*WHAT IS REQUIRED*
For each line below that holds the word "sections", make a copy.

*WORKING DATA*

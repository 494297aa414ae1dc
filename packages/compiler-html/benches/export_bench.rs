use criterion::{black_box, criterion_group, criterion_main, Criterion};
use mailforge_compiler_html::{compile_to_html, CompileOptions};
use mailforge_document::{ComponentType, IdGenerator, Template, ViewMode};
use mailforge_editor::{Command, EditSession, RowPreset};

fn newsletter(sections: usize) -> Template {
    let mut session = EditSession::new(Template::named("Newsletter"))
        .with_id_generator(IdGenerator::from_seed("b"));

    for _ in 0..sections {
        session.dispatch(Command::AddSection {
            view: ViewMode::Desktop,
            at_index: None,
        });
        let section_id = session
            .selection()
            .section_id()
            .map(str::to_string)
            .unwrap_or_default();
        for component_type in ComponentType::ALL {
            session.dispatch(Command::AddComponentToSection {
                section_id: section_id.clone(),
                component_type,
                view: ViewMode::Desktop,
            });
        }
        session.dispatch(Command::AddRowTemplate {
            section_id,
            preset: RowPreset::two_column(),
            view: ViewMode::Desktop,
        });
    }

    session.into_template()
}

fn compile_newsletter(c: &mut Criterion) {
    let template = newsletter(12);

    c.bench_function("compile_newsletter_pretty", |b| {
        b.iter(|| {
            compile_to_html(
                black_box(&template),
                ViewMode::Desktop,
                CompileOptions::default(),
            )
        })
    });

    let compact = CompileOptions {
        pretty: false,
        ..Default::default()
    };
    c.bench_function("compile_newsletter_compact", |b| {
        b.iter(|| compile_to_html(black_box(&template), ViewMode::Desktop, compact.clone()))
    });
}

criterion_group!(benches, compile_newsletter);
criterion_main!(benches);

*FINAL ANSWER*
fn newsletter(sections: usize) -> Template {
    for _ in 0..sections {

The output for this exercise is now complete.